星新一賞が発表された。子どもの頃読みふけった星新一のショートショートを思い出す。おそらく当時手に入るほとんどすべてを読破したはず。いろいろな世代の人間を見ていてよみがえるのは「海のハープ」という作品。
<女性の主人公が海でハープを拾います。おそらくアフロディテのような女神の魔法のハープで、それを奏でると、周囲にいる男性がこぞって貢ぎ物を持ちプロポーズに訪れます。才能や魅力にあふれた世界中の男性が寄ってくるので、最初のうちは有頂天でした。しかし、演奏をやめるとみな何事もなかったかのように我に返り、
去っていきます。「ハープの魔法の力に誘われているだけで、この人たちは自分に何の魅力も感じてないんだ」と虚しくなります。
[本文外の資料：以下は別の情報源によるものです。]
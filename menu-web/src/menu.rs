//! Display model for the item list: one section per category, in menu order.

use crate::types::{MenuData, MenuItem};

#[derive(Clone, Debug, PartialEq)]
pub struct ItemRow {
    pub name: String,
    pub price: String,
}

impl From<&MenuItem> for ItemRow {
    fn from(item: &MenuItem) -> Self {
        Self {
            name: item.name.clone(),
            price: format_price(item.price),
        }
    }
}

#[derive(Clone, Debug, PartialEq)]
pub struct CategorySection {
    /// Category key as it appears in the menu data.
    pub key: String,
    pub title: String,
    pub items: Vec<ItemRow>,
}

impl CategorySection {
    /// DOM id of the header for the section at `index`.
    pub fn anchor_id(index: usize) -> String {
        format!("category-{index}")
    }
}

/// Price fixed to two decimal places. Exact ties round away from zero
/// (0.125 -> "0.13"), which `{:.2}` alone would round to even.
pub fn format_price(price: f64) -> String {
    // Enough digits that the third decimal is the exact binary value's
    let exact = format!("{:.40}", price.abs());
    let Some((whole, frac)) = exact.split_once('.') else {
        return format!("{price:.2}");
    };
    let cents = whole
        .parse::<u64>()
        .ok()
        .and_then(|w| w.checked_mul(100))
        .zip(frac[..2].parse::<u64>().ok())
        .map(|(w, c)| w + c + u64::from(frac.as_bytes()[2] >= b'5'));
    let Some(cents) = cents else {
        return format!("{price:.2}");
    };

    let sign = if price < 0.0 { "-" } else { "" };
    format!("{sign}{}.{:02}", cents / 100, cents % 100)
}

/// Category keys use underscores in place of spaces.
pub fn display_title(category: &str) -> String {
    category.replace('_', " ")
}

pub fn render_sections(data: &MenuData) -> Vec<CategorySection> {
    data.categories()
        .iter()
        .map(|category| CategorySection {
            key: category.name.clone(),
            title: display_title(&category.name),
            items: category.items.iter().map(ItemRow::from).collect(),
        })
        .collect()
}
use std::cell::{Cell, RefCell};
use std::rc::Rc;

use futures::channel::oneshot;
use futures::executor::block_on;
use futures::future::join;
use menu_web::prelude::*;

#[derive(Clone, Debug, PartialEq)]
enum Step {
    CollapseWait { expanded: usize },
    Scroll(usize),
    ScrollWait,
}

/// Records every page effect and lets a test hold the collapse wait open.
struct ScriptedHost {
    state: Rc<RefCell<NavigatorState>>,
    steps: Rc<RefCell<Vec<Step>>>,
    gate: Cell<Option<oneshot::Receiver<()>>>,
    fail_scroll: bool,
}

impl ScriptedHost {
    fn new(state: Rc<RefCell<NavigatorState>>) -> Self {
        Self {
            state,
            steps: Rc::new(RefCell::new(Vec::new())),
            gate: Cell::new(None),
            fail_scroll: false,
        }
    }

    fn gated(state: Rc<RefCell<NavigatorState>>, gate: oneshot::Receiver<()>) -> Self {
        let host = Self::new(state);
        host.gate.set(Some(gate));
        host
    }
}

impl NavigationHost for ScriptedHost {
    fn update<R>(&mut self, f: impl FnOnce(&mut NavigatorState) -> R) -> R {
        f(&mut *self.state.borrow_mut())
    }

    async fn collapse_settled(&self) {
        let expanded = self.state.borrow().expanded().count();
        self.steps.borrow_mut().push(Step::CollapseWait { expanded });
        if let Some(gate) = self.gate.take() {
            let _ = gate.await;
        }
    }

    fn scroll_to_section(&self, index: usize) -> MenuResult<()> {
        self.steps.borrow_mut().push(Step::Scroll(index));
        if self.fail_scroll {
            return Err(MenuError::MissingAnchor(".nav-container".to_string()));
        }
        Ok(())
    }

    async fn scroll_settled(&self) {
        self.steps.borrow_mut().push(Step::ScrollWait);
    }
}

fn shared(count: usize) -> Rc<RefCell<NavigatorState>> {
    Rc::new(RefCell::new(NavigatorState::new(count)))
}

#[test]
fn test_sequence_runs_in_order() {
    let state = shared(4);
    state.borrow_mut().toggle(0);
    state.borrow_mut().toggle(3);

    let mut host = ScriptedHost::new(state.clone());
    let outcome = block_on(navigate_to(&mut host, 2));

    assert_eq!(outcome, NavOutcome::Expanded);
    assert_eq!(
        *host.steps.borrow(),
        [Step::CollapseWait { expanded: 0 }, Step::Scroll(2), Step::ScrollWait]
    );

    let state = state.borrow();
    assert_eq!(state.active(), Some(2));
    assert_eq!(state.expanded().collect::<Vec<_>>(), [2]);
}

#[test]
fn test_active_button_is_exclusive() {
    let state = shared(5);
    for target in [3, 1, 4] {
        let mut host = ScriptedHost::new(state.clone());
        block_on(navigate_to(&mut host, target));

        let state = state.borrow();
        let active: Vec<usize> = (0..5).filter(|&i| state.is_active(i)).collect();
        assert_eq!(active, [target]);
        assert_eq!(state.expanded().collect::<Vec<_>>(), [target]);
    }
}

#[test]
fn test_header_click_leaves_navigation_alone() {
    let state = shared(3);
    let mut host = ScriptedHost::new(state.clone());
    block_on(navigate_to(&mut host, 1));

    state.borrow_mut().toggle(2);
    {
        let state = state.borrow();
        assert_eq!(state.active(), Some(1));
        assert_eq!(state.expanded().collect::<Vec<_>>(), [1, 2]);
    }

    state.borrow_mut().toggle(1);
    let state = state.borrow();
    assert_eq!(state.active(), Some(1));
    assert_eq!(state.expanded().collect::<Vec<_>>(), [2]);
}

#[test]
fn test_later_click_supersedes_pending_sequence() {
    let state = shared(3);
    let (release_first, gate) = oneshot::channel();
    let mut first_host = ScriptedHost::gated(state.clone(), gate);
    let mut second_host = ScriptedHost::new(state.clone());

    let first = navigate_to(&mut first_host, 0);
    let second = async {
        let outcome = navigate_to(&mut second_host, 2).await;
        release_first.send(()).unwrap();
        outcome
    };
    let (first, second) = block_on(join(first, second));

    assert_eq!(first, NavOutcome::Superseded);
    assert_eq!(second, NavOutcome::Expanded);
    // The superseded sequence never scrolled
    assert_eq!(*first_host.steps.borrow(), [Step::CollapseWait { expanded: 0 }]);

    let state = state.borrow();
    assert_eq!(state.active(), Some(2));
    assert_eq!(state.expanded().collect::<Vec<_>>(), [2]);
}

#[test]
fn test_scroll_failure_still_expands() {
    let state = shared(2);
    let mut host = ScriptedHost::new(state.clone());
    host.fail_scroll = true;

    assert_eq!(block_on(navigate_to(&mut host, 1)), NavOutcome::Expanded);
    assert_eq!(state.borrow().expanded().collect::<Vec<_>>(), [1]);
}

#[test]
fn test_out_of_range_target() {
    let state = shared(2);
    let mut host = ScriptedHost::new(state.clone());

    assert_eq!(block_on(navigate_to(&mut host, 5)), NavOutcome::OutOfRange);
    assert!(host.steps.borrow().is_empty());
    assert_eq!(state.borrow().active(), Some(0));
}
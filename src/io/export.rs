//! CSV export for energy records.

use std::fs::File;
use std::io::{self, Write};
use std::path::Path;

use crate::sim::types::EnergyRecord;

/// Column header for CSV export.
pub const HEADER: &str = "timestamp,solar_gen_kw,wind_gen_kw,load_demand_kw,\
                          battery_soc_percent,grid_import_kw,grid_export_kw,\
                          weather,forecast,temperature,carbon_saved_kg";

/// Exports energy records to a CSV file at the given path.
///
/// Writes a header row followed by one data row per record. Produces
/// deterministic output for identical inputs.
///
/// # Errors
///
/// Returns an `io::Error` if file creation or writing fails.
pub fn export_csv(records: &[EnergyRecord], path: &Path) -> io::Result<()> {
    let file = File::create(path)?;
    let buf = io::BufWriter::new(file);
    write_csv(records, buf)
}

/// Writes energy records as CSV to any writer.
///
/// # Errors
///
/// Returns an `io::Error` if writing fails.
pub fn write_csv(records: &[EnergyRecord], writer: impl Write) -> io::Result<()> {
    let mut wtr = csv::WriterBuilder::new().from_writer(writer);

    wtr.write_record(HEADER.split(',').map(str::trim))?;

    for r in records {
        wtr.write_record(&[
            r.timestamp.format("%Y-%m-%dT%H:%M:%S").to_string(),
            format!("{:.2}", r.solar_gen_kw),
            format!("{:.2}", r.wind_gen_kw),
            format!("{:.2}", r.load_demand_kw),
            format!("{:.1}", r.battery_soc_percent),
            format!("{:.2}", r.grid_import_kw),
            format!("{:.2}", r.grid_export_kw),
            r.weather.clone(),
            r.forecast.as_str().to_string(),
            format!("{:.1}", r.temperature),
            format!("{:.2}", r.carbon_saved_kg),
        ])?;
    }

    wtr.flush()?;
    Ok(())
}
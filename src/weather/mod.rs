//! Weather synthesis for a hot semi-arid climate.

pub mod sample;
/// Calendar season buckets and their climate parameters.
pub mod season;
mod synth;

pub use sample::{Forecast, ForecastSample, WeatherCondition, WeatherSample};
pub use season::{Season, SeasonProfile};
pub use synth::{WeatherSynthesizer, is_daylight};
そして、あるとき、ハープを止めても残っている男性が現れました。「なぜ帰らないのか」問うと、「ずっとそばにいたいから」と答えます。もう必要がないと2人でハープを海に返しに行きます>
(記憶なので、デテールはかなり違うかもしれない)。

 小学生のころの私にはこの隠喩がわからなかった。人はそれぞれ才能や地位や財産などいろいろな種類のハープを持っている。そして、しばしばハープの魔力を自分自身の魅力だとかんちがいしがちだと。
 大企業の部長だった人が定年になったとたん何百枚と来ていた年賀状が激減し、ショックを受けたというエピソードを何かで読んだことがある。これも部長の肩書というハープの魅力に吸い寄せられて年賀状が来ていることに気づかなかったと言える。
 さて、昔ほどの絶大な神通力は失せたといっても、大手マスメディアの名刺はいまだに相当に強力な魔力を持つハープ。
 右も左もわからない新人のころはあまりないかもしれないが、いつのまにか、このハープの力を自分自身の魅力とかんちがいしないよう、常にどこかで意識していてほしいものだ。また、ハープがなくても残ってくれる人が一体どれほどいるのかということも。